Jon Harris, RHP, Missouri State
Another player who was on the outside looking in on many top-50 draft prospect lists, Harris is now among the best arms in the 2015 MLB draft and could go as high as third overall to the Rockies. The 6’-3” right-hander has the ideal size you want in a frontline starter and he also has the stuff. He features a four-pitch mix headlined by a change-up that flashes plus and a 90-94 mph fastball with good command. Both his slider and curveball are solid offerings, and he keeps the ball down, having yet to allow a home run this spring. He now has a 2.08 ERA, 1.07 WHIP and 99 K/29 BB over 82.1 innings. He has been especially dominant in his last two starts striking out 21 to just one walk over 15.2 innings, allowing one run on six hits.
Donnie Dewees, OF, North Florida
Through his first 10 games, Dewees was hitting .238/.289/.405 with one home run and a stolen base. He came into the spring on most people’s radar as he hit .340/.427/.473 at the Cape Cod League over the summer but wasn’t seen as a top-two rounds guy and wasn’t exactly wowing anyone early on. But then something clicked and Dewees has been on a blistering tear ever since. Over his last 40 games, he has hit .485/.552/.846 with 12 doubles, five triples, 13 home runs and 54 RBI. He has drawn 23 walks to just 11 strikeouts and has stolen 19 bases. The 6’-0” left-handed hitter may not have a stand out tool but he simply knows how to hit and has shown good power and speed this season. He is also solid in the outfield where he uses his instincts and above-average speed to make all the plays in center field. He seems like a lock for the second round and could go in the supplemental round.
Kevin Newman, SS, Arizona
Newman was in the 40-60 range by most entering the spring. Scouts knew he could hit, had average to above-average speed and had a good shot to stick at shortstop but they wanted to see him continue to prove it this season. Well, he has more than proved it and some think he could go in the first five picks. The 6’-1”, 185 pound right-hander has shown all the tools to stick at shortstop and, although he may not hit for much power, he has a mature approach at the plate, can hit the gaps and should hit for a high average. He also has shown improved wheels and some give him plus grades for his speed. Through 47 games, he is hitting .364/.422/.472 with 16 doubles, 18 stolen bases and 18 walks to just 11 strikeouts. The Derek Jeter comp has been thrown around lately and that ain’t a bad thing.
Tyler Jay, LHP, Illinois
Jay was widely known coming into the spring. The 6’-1” southpaw was touching the upper-90s with the Collegiate National Team and was a dominate closer for the Illini as a sophomore. He wasn’t considered a first-round pick by most, however, mostly because he was seen strictly as a bullpen arm. Even though he has primarily been the closer again this season, he has shown in a couple of stretched out appearances, including one start, that he has what it takes to be a starter at the next level. A very good one at that. Along with his plus fastball, he adds a plus curveball and a change-up that flashes plus. He has a 0.70 ERA, 0.62 WHIP and 57 K/4 BB over 51.1 innings, allowing just 28 hits. He could go top-10 if teams believe in his future as a starter. He should still go first round as a closer.
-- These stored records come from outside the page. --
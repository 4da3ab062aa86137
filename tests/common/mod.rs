//! Shared test fixtures: an in-memory engine recording every statement.

use async_trait::async_trait;
use serde_json::Value;
use std::sync::atomic::{AtomicBool, AtomicUsize, Ordering};
use std::sync::{Arc, Once};
use tenancy::engine::{EngineFactory, Row, SqlEngine, SqlTransaction};
use tenancy::error::Result;
use tokio::sync::Mutex;

static TRACING: Once = Once::new();

/// Route engine tracing through the test writer. Honors `RUST_LOG`; safe to
/// call from every test.
pub fn init_tracing() {
    TRACING.call_once(|| {
        let _ = tracing_subscriber::fmt()
            .with_env_filter(tracing_subscriber::EnvFilter::from_default_env())
            .with_test_writer()
            .try_init();
    });
}

/// Engine double that records statements instead of executing them.
pub struct RecordingEngine {
    pub url: String,
    log: Arc<Mutex<Vec<String>>>,
    disposed: Arc<AtomicBool>,
}

impl RecordingEngine {
    pub fn new(url: &str) -> Self {
        Self {
            url: url.to_string(),
            log: Arc::new(Mutex::new(Vec::new())),
            disposed: Arc::new(AtomicBool::new(false)),
        }
    }

    pub async fn statements(&self) -> Vec<String> {
        self.log.lock().await.clone()
    }

    pub fn is_disposed(&self) -> bool {
        self.disposed.load(Ordering::SeqCst)
    }
}

pub struct RecordingTransaction {
    log: Arc<Mutex<Vec<String>>>,
}

#[async_trait]
impl SqlTransaction for RecordingTransaction {
    async fn execute(&mut self, statement: &str, _params: &[Value]) -> Result<Vec<Row>> {
        self.log.lock().await.push(format!("txn: {}", statement));
        Ok(Vec::new())
    }

    async fn commit(self: Box<Self>) -> Result<()> {
        self.log.lock().await.push("commit".to_string());
        Ok(())
    }

    async fn rollback(self: Box<Self>) -> Result<()> {
        self.log.lock().await.push("rollback".to_string());
        Ok(())
    }
}

#[async_trait]
impl SqlEngine for RecordingEngine {
    async fn begin(&self) -> Result<Box<dyn SqlTransaction>> {
        self.log.lock().await.push("begin".to_string());
        Ok(Box::new(RecordingTransaction {
            log: Arc::clone(&self.log),
        }))
    }

    async fn execute(&self, statement: &str, _params: &[Value]) -> Result<u64> {
        self.log.lock().await.push(format!("admin: {}", statement));
        Ok(0)
    }

    async fn dispose(&self) -> Result<()> {
        self.disposed.store(true, Ordering::SeqCst);
        Ok(())
    }
}

/// Factory producing [`RecordingEngine`]s and counting creations.
#[derive(Default)]
pub struct RecordingFactory {
    created: AtomicUsize,
    pub engines: Mutex<Vec<Arc<RecordingEngine>>>,
}

impl RecordingFactory {
    pub fn new() -> Self {
        Self::default()
    }

    pub fn created_count(&self) -> usize {
        self.created.load(Ordering::SeqCst)
    }
}

#[async_trait]
impl EngineFactory for RecordingFactory {
    async fn create(&self, url: &str) -> Result<Arc<dyn SqlEngine>> {
        self.created.fetch_add(1, Ordering::SeqCst);
        let engine = Arc::new(RecordingEngine::new(url));
        self.engines.lock().await.push(Arc::clone(&engine));
        Ok(engine)
    }
}
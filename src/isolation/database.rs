//! Database-per-tenant isolation.
//!
//! Each tenant maps to a full connection target derived from the configured
//! URL template. Engines are created lazily and held in an [`EngineCache`]
//! bounded by `engine_cache_size`; provisioning issues `CREATE DATABASE`
//! against the administrative engine and bootstrap DDL against the tenant's
//! own engine. `destroy` disposes the cached engine before dropping the
//! database so no pooled connection pins it.

use crate::config::TenancyConfig;
use crate::engine::{EngineFactory, ScopedSession, SqlEngine};
use crate::engine_cache::EngineCache;
use crate::error::{Result, TenancyError};
use crate::isolation::{IsolationProvider, IsolationStrategy};
use crate::tenant::Tenant;
use crate::validation::assert_safe_namespace;
use async_trait::async_trait;
use std::sync::Arc;
use tracing::{debug, info, warn};

pub struct DatabaseIsolationProvider {
    config: Arc<TenancyConfig>,
    admin_engine: Arc<dyn SqlEngine>,
    engines: EngineCache,
}

impl DatabaseIsolationProvider {
    pub fn new(
        config: Arc<TenancyConfig>,
        admin_engine: Arc<dyn SqlEngine>,
        factory: Arc<dyn EngineFactory>,
    ) -> Self {
        let engines = EngineCache::new(config.engine_cache_size, factory);
        Self {
            config,
            admin_engine,
            engines,
        }
    }

    /// The engine cache, exposed for monitoring.
    pub fn engine_cache(&self) -> &EngineCache {
        &self.engines
    }

    async fn tenant_engine(&self, tenant: &Tenant) -> Result<Arc<dyn SqlEngine>> {
        let url = self.config.database_url_for(tenant)?;
        self.engines.get_or_create(&tenant.id, &url).await
    }
}

#[async_trait]
impl IsolationProvider for DatabaseIsolationProvider {
    fn strategy(&self) -> IsolationStrategy {
        IsolationStrategy::Database
    }

    async fn acquire(&self, tenant: &Tenant) -> Result<ScopedSession> {
        let database = self.config.database_name_for(&tenant.identifier)?;
        let engine = self.tenant_engine(tenant).await?;
        let txn = engine.begin().await.map_err(|e| {
            TenancyError::DatabaseConnection {
                tenant_id: tenant.id.to_string(),
                reason: e.to_string(),
            }
        })?;
        debug!(tenant_id = %tenant.id, database = %database, "database session acquired");
        Ok(ScopedSession::new(txn, tenant.id.clone(), Some(database)))
    }

    async fn provision(&self, tenant: &Tenant) -> Result<()> {
        let database = self.config.database_name_for(&tenant.identifier)?;
        assert_safe_namespace(&database, "provision create database")?;

        self.admin_engine
            .execute(&format!("CREATE DATABASE \"{}\"", database), &[])
            .await
            .map_err(|e| {
                TenancyError::isolation("provision", Some(tenant.id.as_str()), e.to_string())
            })?;

        if !self.config.bootstrap_statements.is_empty() {
            if let Err(e) = self.bootstrap(tenant).await {
                // Drop the half-provisioned database so a retry starts clean.
                self.engines.remove(&tenant.id).await;
                assert_safe_namespace(&database, "provision cleanup")?;
                if let Err(cleanup) = self
                    .admin_engine
                    .execute(&format!("DROP DATABASE IF EXISTS \"{}\"", database), &[])
                    .await
                {
                    warn!(tenant_id = %tenant.id, database = %database, error = %cleanup,
                        "cleanup after failed provisioning also failed");
                }
                return Err(TenancyError::isolation(
                    "provision",
                    Some(tenant.id.as_str()),
                    e.to_string(),
                ));
            }
        }
        info!(tenant_id = %tenant.id, database = %database, "database provisioned");
        Ok(())
    }

    async fn destroy(&self, tenant: &Tenant, destroy_data: bool) -> Result<()> {
        // Dispose the cached engine first: dropping a database with live
        // pooled connections fails on most engines.
        self.engines.remove(&tenant.id).await;
        if !destroy_data {
            return Ok(());
        }
        let database = self.config.database_name_for(&tenant.identifier)?;
        assert_safe_namespace(&database, "destroy drop database")?;
        self.admin_engine
            .execute(&format!("DROP DATABASE IF EXISTS \"{}\"", database), &[])
            .await
            .map_err(|e| {
                TenancyError::isolation("destroy", Some(tenant.id.as_str()), e.to_string())
            })?;
        warn!(tenant_id = %tenant.id, database = %database, "database destroyed");
        Ok(())
    }

    async fn close(&self) -> Result<()> {
        self.engines.dispose_all().await;
        self.admin_engine.dispose().await
    }
}

impl DatabaseIsolationProvider {
    async fn bootstrap(&self, tenant: &Tenant) -> Result<()> {
        let engine = self.tenant_engine(tenant).await?;
        let mut txn = engine.begin().await?;
        let run = async {
            for statement in &self.config.bootstrap_statements {
                txn.execute(statement, &[]).await?;
            }
            Ok::<_, TenancyError>(())
        };
        match run.await {
            Ok(()) => txn.commit().await,
            Err(e) => {
                let _ = txn.rollback().await;
                Err(e)
            }
        }
    }
}

#[cfg(test)]
mod tests {
    use super::*;
    use crate::engine::testing::{MockEngine, MockEngineFactory};
    use crate::tenant::TenantStatus;

    fn config() -> Arc<TenancyConfig> {
        Arc::new(TenancyConfig {
            isolation_strategy: IsolationStrategy::Database,
            database_url: "postgres://admin@db/postgres".to_string(),
            database_url_template: Some("postgres://db/{database_name}".to_string()),
            bootstrap_statements: vec!["CREATE TABLE items (id bigint)".to_string()],
            ..TenancyConfig::default()
        })
    }

    fn tenant() -> Tenant {
        Tenant::new("acme-corp", "Acme")
            .unwrap()
            .with_status(TenantStatus::Active)
    }

    #[tokio::test]
    async fn test_acquire_uses_cached_tenant_engine() {
        let admin = Arc::new(MockEngine::new("postgres://admin"));
        let factory = Arc::new(MockEngineFactory::new());
        let provider = DatabaseIsolationProvider::new(config(), admin, factory.clone());
        let tenant = tenant();

        let s1 = provider.acquire(&tenant).await.unwrap();
        assert_eq!(s1.namespace(), Some("tenant_acme_corp_db"));
        s1.rollback().await.unwrap();
        let s2 = provider.acquire(&tenant).await.unwrap();
        s2.rollback().await.unwrap();

        assert_eq!(factory.created_count(), 1);
        let engines = factory.engines.lock().await;
        assert_eq!(engines[0].0, "postgres://db/tenant_acme_corp_db");
    }

    #[tokio::test]
    async fn test_provision_creates_database_and_bootstraps() {
        let admin = Arc::new(MockEngine::new("postgres://admin"));
        let factory = Arc::new(MockEngineFactory::new());
        let provider = DatabaseIsolationProvider::new(config(), admin.clone(), factory.clone());

        provider.provision(&tenant()).await.unwrap();

        assert_eq!(
            admin.statements().await,
            vec!["admin: CREATE DATABASE \"tenant_acme_corp_db\""]
        );
        let engines = factory.engines.lock().await;
        let (_, tenant_engine) = &engines[0];
        let log = tenant_engine.statements().await;
        assert!(log.contains(&"txn: CREATE TABLE items (id bigint)".to_string()));
        assert!(log.contains(&"commit".to_string()));
    }

    #[tokio::test]
    async fn test_provision_failure_surfaces_isolation_error() {
        let admin = Arc::new(MockEngine::failing_on("postgres://admin", "CREATE DATABASE"));
        let factory = Arc::new(MockEngineFactory::new());
        let provider = DatabaseIsolationProvider::new(config(), admin, factory);

        let err = provider.provision(&tenant()).await.unwrap_err();
        assert!(matches!(err, TenancyError::Isolation { .. }));
    }

    #[tokio::test]
    async fn test_destroy_disposes_engine_before_drop() {
        let admin = Arc::new(MockEngine::new("postgres://admin"));
        let factory = Arc::new(MockEngineFactory::new());
        let provider = DatabaseIsolationProvider::new(config(), admin.clone(), factory.clone());
        let tenant = tenant();

        provider.acquire(&tenant).await.unwrap().rollback().await.unwrap();
        provider.destroy(&tenant, true).await.unwrap();

        let engines = factory.engines.lock().await;
        assert!(engines[0].1.is_disposed());
        assert_eq!(
            admin.statements().await,
            vec!["admin: DROP DATABASE IF EXISTS \"tenant_acme_corp_db\""]
        );
        assert!(!provider.engine_cache().contains(&tenant.id).await);
    }

    #[tokio::test]
    async fn test_destroy_without_data_only_releases_engine() {
        let admin = Arc::new(MockEngine::new("postgres://admin"));
        let factory = Arc::new(MockEngineFactory::new());
        let provider = DatabaseIsolationProvider::new(config(), admin.clone(), factory);
        let tenant = tenant();

        provider.acquire(&tenant).await.unwrap().rollback().await.unwrap();
        provider.destroy(&tenant, false).await.unwrap();

        assert!(admin.statements().await.is_empty());
        assert!(!provider.engine_cache().contains(&tenant.id).await);
    }
}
Carson Fulmer, RHP, Vanderbilt
Fulmer was already considered a first-round pick coming into the spring. There were a lot of questions that needed to be answered, however. Inserted into the starting rotation halfway through last season, scouts wanted to see how he would hold up over the course of an entire season. They also wanted to see continued improvement of his command and secondary offerings. He has done all of those things and, even though he will continue to draw concerns about his size (5’-11” 195), he has been a stud this season for the ‘Dores. He was especially brilliant in his last start against a potent Florida lineup, tossing a six-hit shutout, striking out 11 to two walks. It was the kind of start that could secure a pick for some GMs. Through 13 starts, he has a 1.56 ERA, 1.06 WHIP and 118 K/33 BB over 86.2 innings. His 12.3 K/9 ranks near the top for starters.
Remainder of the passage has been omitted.